* _TASK DESCRIPTION_
The lines to copy are those in the listing that hold the word "screen".

* _INFORMATION SUPPLIED_
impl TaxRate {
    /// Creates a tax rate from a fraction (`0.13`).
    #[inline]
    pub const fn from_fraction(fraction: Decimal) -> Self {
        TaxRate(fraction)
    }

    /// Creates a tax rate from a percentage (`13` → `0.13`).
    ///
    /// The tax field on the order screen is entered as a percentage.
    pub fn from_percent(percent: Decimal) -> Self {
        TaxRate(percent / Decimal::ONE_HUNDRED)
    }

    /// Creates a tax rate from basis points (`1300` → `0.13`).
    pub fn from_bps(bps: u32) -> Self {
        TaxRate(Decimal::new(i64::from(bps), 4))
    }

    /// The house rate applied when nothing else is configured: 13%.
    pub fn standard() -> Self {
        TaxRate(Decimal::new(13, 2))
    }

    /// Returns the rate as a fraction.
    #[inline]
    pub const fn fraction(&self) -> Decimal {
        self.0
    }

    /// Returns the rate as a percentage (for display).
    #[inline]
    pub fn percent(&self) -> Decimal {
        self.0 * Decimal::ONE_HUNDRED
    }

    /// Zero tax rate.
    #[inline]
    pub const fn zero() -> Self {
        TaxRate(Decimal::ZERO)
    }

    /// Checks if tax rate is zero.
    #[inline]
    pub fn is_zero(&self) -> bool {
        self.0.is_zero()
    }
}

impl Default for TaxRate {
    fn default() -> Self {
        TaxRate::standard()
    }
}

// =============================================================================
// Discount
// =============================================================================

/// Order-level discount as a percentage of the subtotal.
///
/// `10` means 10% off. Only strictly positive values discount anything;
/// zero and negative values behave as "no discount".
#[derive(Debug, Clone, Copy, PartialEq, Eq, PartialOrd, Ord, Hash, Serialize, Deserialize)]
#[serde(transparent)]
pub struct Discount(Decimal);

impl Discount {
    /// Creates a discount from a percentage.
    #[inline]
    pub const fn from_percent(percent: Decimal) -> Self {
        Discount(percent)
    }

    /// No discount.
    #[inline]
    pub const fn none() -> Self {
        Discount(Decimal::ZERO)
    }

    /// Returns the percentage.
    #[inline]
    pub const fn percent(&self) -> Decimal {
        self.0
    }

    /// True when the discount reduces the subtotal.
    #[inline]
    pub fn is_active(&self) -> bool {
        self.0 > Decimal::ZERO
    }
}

--

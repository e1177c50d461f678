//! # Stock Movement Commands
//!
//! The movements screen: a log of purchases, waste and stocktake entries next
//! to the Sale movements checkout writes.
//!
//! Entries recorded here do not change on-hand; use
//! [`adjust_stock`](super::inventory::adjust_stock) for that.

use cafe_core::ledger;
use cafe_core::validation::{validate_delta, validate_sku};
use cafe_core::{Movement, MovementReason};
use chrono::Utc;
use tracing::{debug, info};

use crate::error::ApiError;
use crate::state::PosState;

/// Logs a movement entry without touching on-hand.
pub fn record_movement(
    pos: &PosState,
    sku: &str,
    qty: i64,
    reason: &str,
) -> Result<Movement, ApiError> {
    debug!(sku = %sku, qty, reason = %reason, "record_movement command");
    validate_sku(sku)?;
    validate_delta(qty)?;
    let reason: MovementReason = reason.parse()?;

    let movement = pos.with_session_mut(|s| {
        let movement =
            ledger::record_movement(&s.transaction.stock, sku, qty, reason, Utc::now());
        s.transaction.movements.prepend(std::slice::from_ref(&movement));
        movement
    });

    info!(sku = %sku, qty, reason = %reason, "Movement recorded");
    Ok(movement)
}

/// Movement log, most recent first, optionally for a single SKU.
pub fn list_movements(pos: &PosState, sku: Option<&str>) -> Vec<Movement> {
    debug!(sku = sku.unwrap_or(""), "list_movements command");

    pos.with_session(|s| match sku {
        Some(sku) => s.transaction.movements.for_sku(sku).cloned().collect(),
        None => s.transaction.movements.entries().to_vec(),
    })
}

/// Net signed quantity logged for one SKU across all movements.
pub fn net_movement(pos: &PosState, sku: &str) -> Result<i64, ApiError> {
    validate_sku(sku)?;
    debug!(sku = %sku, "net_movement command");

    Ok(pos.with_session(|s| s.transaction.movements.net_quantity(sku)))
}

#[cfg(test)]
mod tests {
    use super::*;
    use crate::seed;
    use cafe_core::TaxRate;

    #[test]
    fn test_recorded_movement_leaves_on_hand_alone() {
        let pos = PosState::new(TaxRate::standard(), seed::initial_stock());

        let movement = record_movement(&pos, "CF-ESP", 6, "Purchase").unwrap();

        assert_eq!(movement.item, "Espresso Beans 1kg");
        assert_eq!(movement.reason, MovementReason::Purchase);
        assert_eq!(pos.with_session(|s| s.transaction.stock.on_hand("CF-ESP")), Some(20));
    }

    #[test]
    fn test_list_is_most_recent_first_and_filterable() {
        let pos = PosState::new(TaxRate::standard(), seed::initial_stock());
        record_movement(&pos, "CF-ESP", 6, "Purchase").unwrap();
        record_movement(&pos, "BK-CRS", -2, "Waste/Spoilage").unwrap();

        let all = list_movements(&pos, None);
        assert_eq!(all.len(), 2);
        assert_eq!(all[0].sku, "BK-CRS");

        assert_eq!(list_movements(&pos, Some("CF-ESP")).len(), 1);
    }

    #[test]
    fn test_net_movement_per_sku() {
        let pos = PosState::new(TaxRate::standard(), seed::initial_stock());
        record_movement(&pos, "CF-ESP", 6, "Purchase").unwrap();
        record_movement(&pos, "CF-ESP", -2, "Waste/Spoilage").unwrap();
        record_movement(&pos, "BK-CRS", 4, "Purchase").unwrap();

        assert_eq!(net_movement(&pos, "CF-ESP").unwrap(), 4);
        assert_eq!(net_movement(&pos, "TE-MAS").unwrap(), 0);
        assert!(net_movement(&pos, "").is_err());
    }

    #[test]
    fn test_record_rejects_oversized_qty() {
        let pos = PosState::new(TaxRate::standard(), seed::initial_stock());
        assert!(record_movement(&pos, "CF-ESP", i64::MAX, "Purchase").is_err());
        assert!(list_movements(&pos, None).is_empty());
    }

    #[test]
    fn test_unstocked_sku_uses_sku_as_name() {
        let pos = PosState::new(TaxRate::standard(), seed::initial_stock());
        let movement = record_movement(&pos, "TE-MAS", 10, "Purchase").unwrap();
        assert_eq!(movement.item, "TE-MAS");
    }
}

* _ANSWER BOX_
    /// The tax field on the order screen is entered as a percentage.
//! The movements screen: a log of purchases, waste and stocktake entries next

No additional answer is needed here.